What is needed is an exact printout of all the data.

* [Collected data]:
+ + + +
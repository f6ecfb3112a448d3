//! Byte-oriented run-length coding for frame payloads.
//!
//! ```text
//! 1ccccccc b        repeat b  (c + 3) times   (3..=130)
//! 0ccccccc b...     copy the next (c + 1) bytes (1..=128)
//! ```

use crate::error::{CtifError, Result};

const MIN_RUN: usize = 3;
const MAX_RUN: usize = 0x7f + MIN_RUN;
const MAX_LITERAL: usize = 0x80;
const RUN_FLAG: u8 = 0x80;

pub fn encode(data: &[u8]) -> Vec<u8> {
    let mut out = Vec::with_capacity(data.len() / 2 + 2);
    let mut literal_start = 0;
    let mut i = 0;

    while i < data.len() {
        let run = data[i..]
            .iter()
            .take(MAX_RUN)
            .take_while(|&&b| b == data[i])
            .count();
        if run >= MIN_RUN {
            push_literals(&mut out, &data[literal_start..i]);
            out.push(RUN_FLAG | (run - MIN_RUN) as u8);
            out.push(data[i]);
            i += run;
            literal_start = i;
        } else {
            i += 1;
        }
    }
    push_literals(&mut out, &data[literal_start..]);
    out
}

fn push_literals(out: &mut Vec<u8>, literals: &[u8]) {
    for chunk in literals.chunks(MAX_LITERAL) {
        out.push((chunk.len() - 1) as u8);
        out.extend_from_slice(chunk);
    }
}

/// Expand `data`, which must decode to exactly `expected_len` bytes.
///
/// Error offsets are relative to the start of `data`.
pub fn decode(data: &[u8], expected_len: usize) -> Result<Vec<u8>> {
    let mut out = Vec::with_capacity(expected_len);
    let mut pos = 0;

    while pos < data.len() {
        let control = data[pos];
        if control & RUN_FLAG != 0 {
            let run = (control & !RUN_FLAG) as usize + MIN_RUN;
            let &value = data
                .get(pos + 1)
                .ok_or_else(|| CtifError::corrupt(pos, "run missing its value byte"))?;
            out.resize(out.len() + run, value);
            pos += 2;
        } else {
            let len = control as usize + 1;
            let literals = data
                .get(pos + 1..pos + 1 + len)
                .ok_or_else(|| CtifError::corrupt(pos, "literal run past end of payload"))?;
            out.extend_from_slice(literals);
            pos += 1 + len;
        }
        if out.len() > expected_len {
            return Err(CtifError::corrupt(
                pos,
                format!("run-length data expands past {expected_len} bytes"),
            ));
        }
    }

    if out.len() != expected_len {
        return Err(CtifError::corrupt(
            data.len(),
            format!(
                "run-length data expands to {} bytes, expected {expected_len}",
                out.len()
            ),
        ));
    }
    Ok(out)
}

#[cfg(test)]
mod tests {
    use super::*;

    #[test]
    fn test_encode_runs_and_literals() {
        let data = [1, 2, 9, 9, 9, 9, 3];
        assert_eq!(encode(&data), vec![0x01, 1, 2, 0x81, 9, 0x00, 3]);
    }

    #[test]
    fn test_short_repeats_stay_literal() {
        let data = [5, 5, 6, 6];
        assert_eq!(encode(&data), vec![0x03, 5, 5, 6, 6]);
    }

    #[test]
    fn test_long_run_splits() {
        let data = vec![0u8; 300];
        // 130 + 130 + 40
        let encoded = encode(&data);
        assert_eq!(encoded, vec![0xff, 0, 0xff, 0, 0x80 | 37, 0]);
        assert_eq!(decode(&encoded, 300).unwrap(), data);
    }

    #[test]
    fn test_long_literal_splits() {
        let data: Vec<u8> = (0..200u32).map(|i| (i % 251) as u8).collect();
        let encoded = encode(&data);
        assert_eq!(encoded[0], 0x7f);
        assert_eq!(encoded[129], 71);
        assert_eq!(encoded.len(), 202);
        assert_eq!(decode(&encoded, 200).unwrap(), data);
    }

    #[test]
    fn test_empty() {
        assert!(encode(&[]).is_empty());
        assert!(decode(&[], 0).unwrap().is_empty());
    }

    #[test]
    fn test_decode_truncated_literal() {
        let result = decode(&[0x03, 1, 2], 4);
        assert!(matches!(result, Err(CtifError::CorruptContainer { offset: 0, .. })));
    }

    #[test]
    fn test_decode_missing_run_value() {
        let result = decode(&[0x00, 7, 0x85], 9);
        assert!(matches!(result, Err(CtifError::CorruptContainer { offset: 2, .. })));
    }

    #[test]
    fn test_decode_length_mismatch() {
        assert!(decode(&[0x80, 1], 4).is_err());
        assert!(decode(&[0x80, 1], 2).is_err());
    }
}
+ + + +
* [Your solution]:
repository f6ecfb3112a448d3
//! Byte-oriented run-length coding for frame payloads.
//!
//! ```text
//! 1ccccccc b        repeat b  (c + 3) times   (3..=130)
//! 0ccccccc b...     copy the next (c + 1) bytes (1..=128)
//! ```

use crate::error::{CtifError, Result};

const MIN_RUN: usize = 3;
const MAX_RUN: usize = 0x7f + MIN_RUN;
const MAX_LITERAL: usize = 0x80;
const RUN_FLAG: u8 = 0x80;

pub fn encode(data: &[u8]) -> Vec<u8> {
    let mut out = Vec::with_capacity(data.len() / 2 + 2);
    let mut literal_start = 0;
    let mut i = 0;

    while i < data.len() {
        let run = data[i..]
            .iter()
            .take(MAX_RUN)
            .take_while(|&&b| b == data[i])
            .count();
        if run >= MIN_RUN {
            push_literals(&mut out, &data[literal_start..i]);
            out.push(RUN_FLAG | (run - MIN_RUN) as u8);
            out.push(data[i]);
            i += run;
            literal_start = i;
        } else {
            i += 1;
        }
    }
    push_literals(&mut out, &data[literal_start..]);
    out
}

fn push_literals(out: &mut Vec<u8>, literals: &[u8]) {
    for chunk in literals.chunks(MAX_LITERAL) {
        out.push((chunk.len() - 1) as u8);
        out.extend_from_slice(chunk);
    }
}

/// Expand `data`, which must decode to exactly `expected_len` bytes.
///
/// Error offsets are relative to the start of `data`.
pub fn decode(data: &[u8], expected_len: usize) -> Result<Vec<u8>> {
    let mut out = Vec::with_capacity(expected_len);
    let mut pos = 0;

    while pos < data.len() {
        let control = data[pos];
        if control & RUN_FLAG != 0 {
            let run = (control & !RUN_FLAG) as usize + MIN_RUN;
            let &value = data
                .get(pos + 1)
                .ok_or_else(|| CtifError::corrupt(pos, "run missing its value byte"))?;
            out.resize(out.len() + run, value);
            pos += 2;
        } else {
            let len = control as usize + 1;
            let literals = data
                .get(pos + 1..pos + 1 + len)
                .ok_or_else(|| CtifError::corrupt(pos, "literal run past end of payload"))?;
            out.extend_from_slice(literals);
            pos += 1 + len;
        }
        if out.len() > expected_len {
            return Err(CtifError::corrupt(
                pos,
                format!("run-length data expands past {expected_len} bytes"),
            ));
        }
    }

    if out.len() != expected_len {
        return Err(CtifError::corrupt(
            data.len(),
            format!(
                "run-length data expands to {} bytes, expected {expected_len}",
                out.len()
            ),
        ));
    }
    Ok(out)
}

#[cfg(test)]
mod tests {
    use super::*;

    #[test]
    fn test_encode_runs_and_literals() {
        let data = [1, 2, 9, 9, 9, 9, 3];
        assert_eq!(encode(&data), vec![0x01, 1, 2, 0x81, 9, 0x00, 3]);
    }

    #[test]
    fn test_short_repeats_stay_literal() {
        let data = [5, 5, 6, 6];
        assert_eq!(encode(&data), vec![0x03, 5, 5, 6, 6]);
    }

    #[test]
    fn test_long_run_splits() {
        let data = vec![0u8; 300];
        // 130 + 130 + 40
        let encoded = encode(&data);
        assert_eq!(encoded, vec![0xff, 0, 0xff, 0, 0x80 | 37, 0]);
        assert_eq!(decode(&encoded, 300).unwrap(), data);
    }

    #[test]
    fn test_long_literal_splits() {
        let data: Vec<u8> = (0..200u32).map(|i| (i % 251) as u8).collect();
        let encoded = encode(&data);
        assert_eq!(encoded[0], 0x7f);
        assert_eq!(encoded[129], 71);
        assert_eq!(encoded.len(), 202);
        assert_eq!(decode(&encoded, 200).unwrap(), data);
    }

    #[test]
    fn test_empty() {
        assert!(encode(&[]).is_empty());
        assert!(decode(&[], 0).unwrap().is_empty());
    }

    #[test]
    fn test_decode_truncated_literal() {
        let result = decode(&[0x03, 1, 2], 4);
        assert!(matches!(result, Err(CtifError::CorruptContainer { offset: 0, .. })));
    }

    #[test]
    fn test_decode_missing_run_value() {
        let result = decode(&[0x00, 7, 0x85], 9);
        assert!(matches!(result, Err(CtifError::CorruptContainer { offset: 2, .. })));
    }

    #[test]
    fn test_decode_length_mismatch() {
        assert!(decode(&[0x80, 1], 4).is_err());
        assert!(decode(&[0x80, 1], 2).is_err());
    }
}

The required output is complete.